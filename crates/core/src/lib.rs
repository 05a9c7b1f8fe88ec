//! Core contracts for the cross-shard scheduler.
//!
//! - [`Ledger`]: the external collaborator that signs, broadcasts and reports
//! - [`LedgerError`]: its error taxonomy (transient vs. permanent)
//! - [`SchedulerEvent`]: everything concurrent tasks report to the emitter

mod error;
mod message;
mod traits;

pub use error::LedgerError;
pub use message::SchedulerEvent;
pub use traits::Ledger;
//! Ledger collaborator errors.

use shardrun_types::PartitionId;
use thiserror::Error;

/// Errors reported by a [`crate::Ledger`] implementation.
#[derive(Debug, Clone, PartialEq, Eq, Error)]
pub enum LedgerError {
    /// The endpoint could not be reached or refused service temporarily.
    #[error("ledger endpoint for {partition} unavailable: {reason}")]
    Unavailable {
        /// Partition whose endpoint failed.
        partition: PartitionId,
        /// Transport-level description.
        reason: String,
    },

    /// The call did not complete in time.
    #[error("ledger call to {partition} timed out")]
    Timeout {
        /// Partition whose endpoint timed out.
        partition: PartitionId,
    },

    /// The request was rejected and will not succeed on retry.
    #[error("ledger rejected request on {partition}: {reason}")]
    Rejected {
        /// Partition that rejected the request.
        partition: PartitionId,
        /// Rejection reason.
        reason: String,
    },

    /// A subscription stream ended.
    #[error("stream for {partition} closed")]
    StreamClosed {
        /// Partition whose stream closed.
        partition: PartitionId,
    },
}

impl LedgerError {
    /// Whether retrying the same call may succeed.
    pub fn is_transient(&self) -> bool {
        matches!(
            self,
            LedgerError::Unavailable { .. } | LedgerError::Timeout { .. }
        )
    }
}
//! Emitter configuration.

use crate::SchedulerError;
use serde::{Deserialize, Serialize};
use shardrun_partitioning::PlacementPolicy;
use std::time::Duration;

/// Configuration for the admission-controlled emitter.
#[derive(Debug, Clone, PartialEq, Serialize, Deserialize)]
#[serde(default)]
pub struct EmitterConfig {
    /// Number of partitions, numbered `1..=num_partitions`.
    pub num_partitions: u64,

    /// Initial outstanding window per partition.
    pub window: usize,

    /// Ceiling the window may grow to.
    pub max_window: usize,

    /// Floor the window may shrink to.
    pub min_window: usize,

    /// Growth per saturated block.
    pub window_step: usize,

    /// Destination policy for operations spanning partitions.
    pub policy: PlacementPolicy,

    /// End the run on the first ledger-reported execution failure.
    ///
    /// When false, failures are logged and counted and the operation's
    /// objects are released as if it had completed.
    pub fail_on_exception: bool,

    /// Operations buffered between the input stream and the emitter.
    pub input_buffer: usize,

    /// Attempts per broadcast before the transaction is given up on.
    pub submit_retries: u32,

    /// Delay between broadcast attempts, multiplied by the attempt number.
    #[serde(with = "shardrun_types::humantime_duration")]
    pub submit_backoff: Duration,
}

impl Default for EmitterConfig {
    fn default() -> Self {
        Self::new(2)
    }
}

impl EmitterConfig {
    /// Create a config for `num_partitions` partitions with default limits.
    pub fn new(num_partitions: u64) -> Self {
        Self {
            num_partitions,
            window: 10,
            max_window: 64,
            min_window: 1,
            window_step: 1,
            policy: PlacementPolicy::default(),
            fail_on_exception: true,
            input_buffer: 1024,
            submit_retries: 3,
            submit_backoff: Duration::from_millis(100),
        }
    }

    /// Set the initial window.
    pub fn with_window(mut self, window: usize) -> Self {
        self.window = window;
        self
    }

    /// Set the window bounds and growth step.
    pub fn with_window_bounds(mut self, min: usize, max: usize, step: usize) -> Self {
        self.min_window = min;
        self.max_window = max;
        self.window_step = step;
        self
    }

    /// Set the destination policy.
    pub fn with_policy(mut self, policy: PlacementPolicy) -> Self {
        self.policy = policy;
        self
    }

    /// Set whether execution failures end the run.
    pub fn with_fail_on_exception(mut self, fail: bool) -> Self {
        self.fail_on_exception = fail;
        self
    }

    /// Set the broadcast retry budget.
    pub fn with_submit_retries(mut self, retries: u32, backoff: Duration) -> Self {
        self.submit_retries = retries;
        self.submit_backoff = backoff;
        self
    }

    /// Check the configuration is usable.
    pub fn validate(&self) -> Result<(), SchedulerError> {
        if self.num_partitions == 0 {
            return Err(SchedulerError::Config(
                "num_partitions must be at least 1".into(),
            ));
        }
        if self.min_window == 0 || self.window == 0 {
            return Err(SchedulerError::Config("window sizes must be at least 1".into()));
        }
        if self.min_window > self.window || self.window > self.max_window {
            return Err(SchedulerError::Config(format!(
                "window bounds out of order: min {} <= initial {} <= max {} required",
                self.min_window, self.window, self.max_window
            )));
        }
        if self.input_buffer == 0 {
            return Err(SchedulerError::Config("input_buffer must be at least 1".into()));
        }
        Ok(())
    }
}

#[cfg(test)]
mod tests {
    use super::*;

    #[test]
    fn test_default_is_valid() {
        EmitterConfig::default().validate().unwrap();
    }

    #[test]
    fn test_rejects_bad_bounds() {
        assert!(EmitterConfig::new(0).validate().is_err());
        assert!(EmitterConfig::new(2)
            .with_window(100)
            .with_window_bounds(1, 64, 1)
            .validate()
            .is_err());
        assert!(EmitterConfig::new(2)
            .with_window(4)
            .with_window_bounds(8, 64, 1)
            .validate()
            .is_err());
    }
}
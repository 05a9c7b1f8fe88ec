//! The ledger collaborator contract.

use crate::LedgerError;
use async_trait::async_trait;
use futures::stream::BoxStream;
use shardrun_types::{
    BlockResult, ExecutionEvent, ObjectKey, PartitionId, Proof, SignedHeader, SignedTx, TxRequest,
};

/// Client for a horizontally-sharded ledger.
///
/// This is everything the scheduler needs from the outside world. The
/// implementation owns transaction encoding, signing, RPC transport and
/// proof construction; the scheduler only sequences calls.
///
/// # Streams
///
/// `block_results` and `signed_headers` return infinite, non-restartable
/// streams. Each call opens a fresh subscription; the scheduler opens exactly
/// one of each per partition for the lifetime of a run.
#[async_trait]
pub trait Ledger: Send + Sync + 'static {
    /// Encode and sign a request for broadcast on `partition`.
    fn sign(&self, partition: PartitionId, request: &TxRequest) -> Result<SignedTx, LedgerError>;

    /// Broadcast a signed transaction. Fire-and-forget: the outcome is only
    /// observable through `block_results`.
    async fn submit(&self, tx: SignedTx) -> Result<(), LedgerError>;

    /// Subscribe to per-block execution results of `partition`.
    async fn block_results(
        &self,
        partition: PartitionId,
    ) -> Result<BoxStream<'static, BlockResult>, LedgerError>;

    /// Subscribe to signed (finalized) headers of `partition`.
    async fn signed_headers(
        &self,
        partition: PartitionId,
    ) -> Result<BoxStream<'static, SignedHeader>, LedgerError>;

    /// Fetch an account/storage proof of `key` as seen by `partition`.
    async fn fetch_proof(&self, partition: PartitionId, key: ObjectKey)
        -> Result<Proof, LedgerError>;

    /// Learn the ledger key of an object created by an executed transaction.
    fn resolve_new_object_id(&self, events: &[ExecutionEvent]) -> Option<ObjectKey>;
}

————

__Your instructions__
Scan the data above and copy every line with "least" in it.

__Reply to the exercise__
                "num_partitions must be at least 1".into(),
            return Err(SchedulerError::Config("window sizes must be at least 1".into()));
            return Err(SchedulerError::Config("input_buffer must be at least 1".into()));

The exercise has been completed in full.